Research under International Political Economy (IPE) is coordinated by Dr Deborah Elms. It comprises three programmes: financial integration, trade negotiations and economic development. Staff members have been working on an integrated research agenda, collaborative teaching, and increased international networking.

Important research projects for 2006 have included an in-depth examination of the Bank of Indonesia from 1945-2003, an examination of the East Asian automobile industry, a focus on regional and bilateral trade agreements, behavioral foundations of trade negotiations, and the development of different forms of capitalism in OECD states.

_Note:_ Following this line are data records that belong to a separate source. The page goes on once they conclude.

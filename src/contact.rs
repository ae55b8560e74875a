//! Contact form submission (simulated delivery) and toast notifications.

use crate::{
    scheduler::{Scheduler, TimerHandle},
    signal::{ReadSignal, Signal},
};
use serde::Serialize;
use std::{
    cell::{Cell, RefCell},
    collections::HashMap,
    rc::{Rc, Weak},
};

const NOTIFICATION_ENTER_MS: u32 = 100;
const NOTIFICATION_EXIT_MS: u32 = 300;

pub const SENT_MESSAGE: &str = "Message envoye avec succes !";

#[derive(Clone, Copy, PartialEq, Eq, Debug, Serialize)]
#[serde(rename_all = "lowercase")]
pub enum NotificationKind {
    Success,
    Error,
}

impl NotificationKind {
    pub fn class(self) -> &'static str {
        match self {
            Self::Success => "notification-success",
            Self::Error => "notification-error",
        }
    }
}

#[derive(Clone, Copy, PartialEq, Eq, Debug)]
pub enum NotificationPhase {
    Entering,
    Shown,
    Leaving,
}

#[derive(Clone, PartialEq, Debug)]
pub struct Notification {
    pub id: u64,
    pub kind: NotificationKind,
    pub message: String,
    pub phase: NotificationPhase,
}

struct NotifierInner {
    scheduler: Rc<dyn Scheduler>,
    visible_ms: u32,
    items: Signal<Vec<Notification>>,
    timers: RefCell<HashMap<u64, Vec<TimerHandle>>>,
    next_id: Cell<u64>,
}

impl NotifierInner {
    fn set_phase(&self, id: u64, phase: NotificationPhase) {
        self.items.update(|items| {
            items
                .iter()
                .cloned()
                .map(|mut item| {
                    if item.id == id {
                        item.phase = phase;
                    }
                    item
                })
                .collect()
        });
    }

    fn track(&self, id: u64, timer: TimerHandle) {
        self.timers.borrow_mut().entry(id).or_default().push(timer);
    }

    fn remove(&self, id: u64) {
        self.items
            .update(|items| items.iter().filter(|item| item.id != id).cloned().collect());
        let timers = self.timers.borrow_mut().remove(&id);
        drop(timers);
    }
}

/// Auto-dismissing toasts: enter, stay for `visible_ms`, slide out, disappear.
#[derive(Clone)]
pub struct Notifier {
    inner: Rc<NotifierInner>,
}

impl PartialEq for Notifier {
    fn eq(&self, other: &Self) -> bool {
        Rc::ptr_eq(&self.inner, &other.inner)
    }
}

impl Notifier {
    pub fn new(scheduler: Rc<dyn Scheduler>, visible_ms: u32) -> Self {
        Self {
            inner: Rc::new(NotifierInner {
                scheduler,
                visible_ms,
                items: Signal::new(Vec::new()),
                timers: RefCell::new(HashMap::new()),
                next_id: Cell::new(0),
            }),
        }
    }

    pub fn items(&self) -> ReadSignal<Vec<Notification>> {
        self.inner.items.reader()
    }

    pub fn show(&self, kind: NotificationKind, message: impl Into<String>) -> u64 {
        let inner = &self.inner;
        let id = inner.next_id.get();
        inner.next_id.set(id + 1);

        let message = message.into();
        inner.items.update(|items| {
            let mut items = items.clone();
            items.push(Notification {
                id,
                kind,
                message,
                phase: NotificationPhase::Entering,
            });
            items
        });

        let weak = Rc::downgrade(inner);
        let enter = inner.scheduler.set_timeout(
            NOTIFICATION_ENTER_MS,
            Box::new(move || {
                if let Some(inner) = weak.upgrade() {
                    inner.set_phase(id, NotificationPhase::Shown);
                }
            }),
        );

        let weak = Rc::downgrade(inner);
        let leave = inner.scheduler.set_timeout(
            inner.visible_ms,
            Box::new(move || {
                let Some(inner) = weak.upgrade() else {
                    return;
                };
                inner.set_phase(id, NotificationPhase::Leaving);
                let weak = Rc::downgrade(&inner);
                let exit = inner.scheduler.set_timeout(
                    NOTIFICATION_EXIT_MS,
                    Box::new(move || {
                        if let Some(inner) = weak.upgrade() {
                            inner.remove(id);
                        }
                    }),
                );
                inner.track(id, exit);
            }),
        );

        inner.track(id, enter);
        inner.track(id, leave);
        id
    }
}

#[derive(Clone, PartialEq, Debug, Default)]
pub struct ContactMessage {
    pub name: String,
    pub email: String,
    pub subject: String,
    pub message: String,
}

#[derive(Clone, Copy, PartialEq, Eq, Debug, Serialize)]
#[serde(rename_all = "snake_case")]
pub enum ContactError {
    MissingName,
    InvalidEmail,
    MissingMessage,
}

impl ContactError {
    pub fn message(self) -> &'static str {
        match self {
            Self::MissingName => "Erreur lors de l'envoi du message : nom manquant.",
            Self::InvalidEmail => "Erreur lors de l'envoi du message : adresse email invalide.",
            Self::MissingMessage => "Erreur lors de l'envoi du message : message vide.",
        }
    }
}

impl ContactMessage {
    pub fn validate(&self) -> Result<(), ContactError> {
        if self.name.trim().is_empty() {
            return Err(ContactError::MissingName);
        }

        let email = self.email.trim();
        match email.split_once('@') {
            Some((local, domain)) if !local.is_empty() && !domain.is_empty() => {}
            _ => return Err(ContactError::InvalidEmail),
        }

        if self.message.trim().is_empty() {
            return Err(ContactError::MissingMessage);
        }

        Ok(())
    }
}

#[derive(Clone, Copy, PartialEq, Eq, Debug)]
pub enum SubmitStatus {
    Sending,
    Rejected(ContactError),
    Busy,
}

struct ContactInner {
    scheduler: Rc<dyn Scheduler>,
    send_delay_ms: u32,
    sending: Signal<bool>,
    notifier: Notifier,
    pending: RefCell<Option<TimerHandle>>,
}

/// Drives the contact form's submit button and feedback. Delivery is simulated by
/// a fixed delay; nothing leaves the page.
#[derive(Clone)]
pub struct ContactFlow {
    inner: Rc<ContactInner>,
}

impl PartialEq for ContactFlow {
    fn eq(&self, other: &Self) -> bool {
        Rc::ptr_eq(&self.inner, &other.inner)
    }
}

impl ContactFlow {
    pub fn new(scheduler: Rc<dyn Scheduler>, send_delay_ms: u32, notifier: Notifier) -> Self {
        Self {
            inner: Rc::new(ContactInner {
                scheduler,
                send_delay_ms,
                sending: Signal::new(false),
                notifier,
                pending: RefCell::new(None),
            }),
        }
    }

    pub fn sending(&self) -> ReadSignal<bool> {
        self.inner.sending.reader()
    }

    pub fn notifier(&self) -> &Notifier {
        &self.inner.notifier
    }

    /// `on_sent` runs after a successful delivery, typically to reset the form.
    pub fn submit(&self, message: &ContactMessage, on_sent: impl FnOnce() + 'static) -> SubmitStatus {
        let inner = &self.inner;
        if inner.sending.get() {
            return SubmitStatus::Busy;
        }

        if let Err(error) = message.validate() {
            inner.notifier.show(NotificationKind::Error, error.message());
            inner.sending.set(false);
            return SubmitStatus::Rejected(error);
        }

        inner.sending.set(true);
        let weak: Weak<ContactInner> = Rc::downgrade(inner);
        let timer = inner.scheduler.set_timeout(
            inner.send_delay_ms,
            Box::new(move || {
                let Some(inner) = weak.upgrade() else {
                    return;
                };
                inner.notifier.show(NotificationKind::Success, SENT_MESSAGE);
                on_sent();
                inner.sending.set(false);
            }),
        );
        *inner.pending.borrow_mut() = Some(timer);
        SubmitStatus::Sending
    }
}
#[function_component(Contact)]
fn contact(props: &PageProps) -> Html {
    let page = &props.page;
    let (node, visible) = use_reveal(
        page,
        AnimationTag::SectionHeader,
        SECTION_REVEAL_THRESHOLD,
        Some(REVEAL_ROOT_MARGIN),
    );
    let form = use_state_eq(ContactMessage::default);
    let sending = use_signal(&page.contact().sending());

    let on_field = |update: fn(&mut ContactMessage, String)| {
        let form = form.clone();
        Callback::from(move |event: InputEvent| {
            let mut next = (*form).clone();
            update(&mut next, field_value(&event));
            form.set(next);
        })
    };

    let onsubmit = {
        let page = page.clone();
        let form = form.clone();
        Callback::from(move |event: SubmitEvent| {
            event.prevent_default();
            let reset = form.clone();
            let status = page
                .contact()
                .submit(&form, move || reset.set(ContactMessage::default()));
            if let SubmitStatus::Rejected(reason) = status {
                page.log(LogLevel::Debug, "contact_rejected", json!({ "reason": reason }));
            }
        })
    };

    html! {
        <section ref={node} id={Section::Contact.dom_id()} class="section contact">
            <SectionHeading
                visible={visible}
                number="04"
                title="Contact"
                subtitle="Un projet en tete ? Parlons-en."
            />
            <form class={classes!("contact-form", AnimationTag::SlideUp.class(visible))} onsubmit={onsubmit} novalidate=true>
                <label>
                    {"Nom"}
                    <input
                        type="text"
                        name="name"
                        value={form.name.clone()}
                        oninput={on_field(|form, value| form.name = value)}
                    />
                </label>
                <label>
                    {"Email"}
                    <input
                        type="email"
                        name="email"
                        value={form.email.clone()}
                        oninput={on_field(|form, value| form.email = value)}
                    />
                </label>
                <label>
                    {"Sujet"}
                    <input
                        type="text"
                        name="subject"
                        value={form.subject.clone()}
                        oninput={on_field(|form, value| form.subject = value)}
                    />
                </label>
                <label>
                    {"Message"}
                    <textarea
                        name="message"
                        rows="5"
                        value={form.message.clone()}
                        oninput={on_field(|form, value| form.message = value)}
                    />
                </label>
                <button class="btn btn-primary" type="submit" disabled={sending}>
                    { if sending { "Envoi en cours..." } else { "Envoyer le message" } }
                </button>
            </form>
        </section>
    }
}

#[function_component(Notifications)]
fn notifications(props: &PageProps) -> Html {
    let items = use_signal(&props.page.contact().notifier().items());

    html! {
        <div class="notifications" aria-live="polite">
            { for items.iter().map(|item| {
                let phase = match item.phase {
                    NotificationPhase::Entering => None,
                    NotificationPhase::Shown => Some("show"),
                    NotificationPhase::Leaving => Some("hide"),
                };
                html! {
                    <div key={item.id.to_string()} class={classes!("notification", item.kind.class(), phase)} role="status">
                        {item.message.clone()}
                    </div>
                }
            }) }
        </div>
    }
}
use serde::Serialize;
use std::{cell::RefCell, collections::HashMap};

pub const THEME_KEY: &str = "theme";

#[derive(Clone, Copy, PartialEq, Eq, Debug, Serialize)]
#[serde(rename_all = "lowercase")]
pub enum Theme {
    Light,
    Dark,
}

impl Theme {
    pub fn as_str(self) -> &'static str {
        match self {
            Self::Light => "light",
            Self::Dark => "dark",
        }
    }

    pub fn from_str(value: &str) -> Option<Self> {
        match value {
            "light" => Some(Self::Light),
            "dark" => Some(Self::Dark),
            _ => None,
        }
    }

    pub fn toggled(self) -> Self {
        match self {
            Self::Light => Self::Dark,
            Self::Dark => Self::Light,
        }
    }

    pub fn toggle_label(self) -> &'static str {
        match self {
            Self::Light => "Passer au theme sombre",
            Self::Dark => "Passer au theme clair",
        }
    }

    pub fn pressed(self) -> bool {
        matches!(self, Self::Dark)
    }

    pub fn icon(self) -> &'static str {
        match self {
            Self::Light => "◐",
            Self::Dark => "◑",
        }
    }
}

pub trait PreferenceStore {
    fn get(&self, key: &str) -> Option<String>;
    fn set(&self, key: &str, value: &str);
}

#[derive(Default)]
pub struct MemoryStore {
    values: RefCell<HashMap<String, String>>,
}

impl PreferenceStore for MemoryStore {
    fn get(&self, key: &str) -> Option<String> {
        self.values.borrow().get(key).cloned()
    }

    fn set(&self, key: &str, value: &str) {
        self.values
            .borrow_mut()
            .insert(key.to_string(), value.to_string());
    }
}

pub fn read_stored_theme(store: &dyn PreferenceStore) -> Option<Theme> {
    let value = store.get(THEME_KEY)?;
    Theme::from_str(value.trim())
}

pub fn resolve_theme(store: &dyn PreferenceStore, system_prefers_dark: bool) -> Theme {
    read_stored_theme(store).unwrap_or(if system_prefers_dark {
        Theme::Dark
    } else {
        Theme::Light
    })
}

pub fn persist_theme(store: &dyn PreferenceStore, theme: Theme) {
    store.set(THEME_KEY, theme.as_str());
}

#[cfg(test)]
mod tests {
    use super::*;

    #[test]
    fn stored_value_wins_over_system_preference() {
        let store = MemoryStore::default();
        persist_theme(&store, Theme::Light);

        assert_eq!(resolve_theme(&store, true), Theme::Light);
    }

    #[test]
    fn system_preference_is_the_fallback() {
        let store = MemoryStore::default();
        assert_eq!(resolve_theme(&store, true), Theme::Dark);
        assert_eq!(resolve_theme(&store, false), Theme::Light);

        store.set(THEME_KEY, "sepia");
        assert_eq!(resolve_theme(&store, true), Theme::Dark);
    }

    #[test]
    fn toggling_flips_label_and_pressed_state() {
        assert_eq!(Theme::Light.toggled(), Theme::Dark);
        assert!(Theme::Dark.pressed());
        assert!(!Theme::Light.pressed());
        assert_ne!(Theme::Light.toggle_label(), Theme::Dark.toggle_label());
    }
}
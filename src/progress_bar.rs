use crate::scheduler::{Scheduler, TimerHandle};
use std::{cell::RefCell, rc::Rc};

#[derive(Clone, Copy, PartialEq, Eq, Debug)]
pub enum BarPhase {
    Idle,
    Scheduled,
    Complete,
}

#[derive(Clone, Copy, PartialEq, Debug)]
pub struct BarState {
    pub target_percent: f64,
    pub width_percent: f64,
    pub phase: BarPhase,
}

/// Flips a bar's width from 0 to its target once, after an optional delay. The
/// visual easing belongs to the stylesheet.
pub struct ProgressBarAnimator {
    state: Rc<RefCell<BarState>>,
    pending: RefCell<Option<TimerHandle>>,
}

impl Default for ProgressBarAnimator {
    fn default() -> Self {
        Self::new()
    }
}

impl ProgressBarAnimator {
    pub fn new() -> Self {
        Self {
            state: Rc::new(RefCell::new(BarState {
                target_percent: 0.0,
                width_percent: 0.0,
                phase: BarPhase::Idle,
            })),
            pending: RefCell::new(None),
        }
    }

    pub fn state(&self) -> BarState {
        *self.state.borrow()
    }

    /// Only the first call has any effect; later calls are ignored whether the bar is
    /// still waiting on its delay or already complete.
    pub fn start(
        &self,
        scheduler: &dyn Scheduler,
        target_percent: f64,
        delay_ms: u32,
        on_update: impl FnOnce(f64) + 'static,
    ) {
        let target_percent = clamp_percent(target_percent);
        {
            let mut state = self.state.borrow_mut();
            if state.phase != BarPhase::Idle {
                return;
            }
            state.target_percent = target_percent;
            state.phase = BarPhase::Scheduled;
        }

        if delay_ms == 0 {
            complete(&self.state, on_update);
            return;
        }

        let state = Rc::clone(&self.state);
        let timer = scheduler.set_timeout(
            delay_ms,
            Box::new(move || complete(&state, on_update)),
        );
        *self.pending.borrow_mut() = Some(timer);
    }
}

fn complete(state: &Rc<RefCell<BarState>>, on_update: impl FnOnce(f64)) {
    let width = {
        let mut state = state.borrow_mut();
        state.width_percent = state.target_percent;
        state.phase = BarPhase::Complete;
        state.width_percent
    };
    on_update(width);
}

pub fn clamp_percent(value: f64) -> f64 {
    if value.is_nan() {
        0.0
    } else {
        value.clamp(0.0, 100.0)
    }
}

pub fn skill_bar_delay_ms(category_index: usize, skill_index: usize) -> u32 {
    let stagger = (category_index + skill_index).min(100) as u32;
    400 + stagger * 100
}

IPE faculty worked collaboratively with staff members from the Multilateralism and Regionalism Programme on the 2006 Sentosa Roundtable. The working paper for the December conference was drawn up by IPE to serve as a springboard for discussions.

IPE staff members participated in the IMF/World Bank annual meetings, held in Singapore in September 2006. IDSS was also represented at a conference held in Amsterdam in September 2006 as part of the European collaborative GARNET research programme. The second leg of a three-part series on “Globalisation and Economic Success: Policy Options for Africa,” was held in November 2005 in Cairo, Egypt. The conference was co-hosted with the Brenthurst Foundation of South Africa, the Konrad Adenauer Foundation of Germany and Egypt’s Information and Decision Support Centre. IDSS was also represented at the Emerging Dynamic Global Economies (EDGE) Network Conference in Canada in November 2006.

Topics in the IPE monthly seminar series have included China’s management of risk, the perils of regional or bilateral trade agreements, and an assessment of the World Trade Organisation’s Doha development round’s failure.

Upcoming projects in IPE include the following:

Two separate conference projects on the 10th anniversary of the 1997 Asian Financial Crisis. The first brings together central bank and finance ministers from the time period for a retrospective review of events. The second is an academic project intended to consider policy changes in the decade since the crisis.

Another two-track conference series to be held in late 2007 and early 2008 will bring together policy makers and academics to consider the Uruguay Round negotiations under the General Agreement on Tariffs and Trade (GATT). The primary focus will be on the process of reaching agreements in agriculture, services, intellectual property rights, and dispute settlement.

Finally, the last installment of the conference series on “Globalisation and Economic Success: Policy Options for Africa” funded by the Brenthurst Foundation will be held in late 2007 in South Africa. The series will present findings to policymakers drawn from across Africa.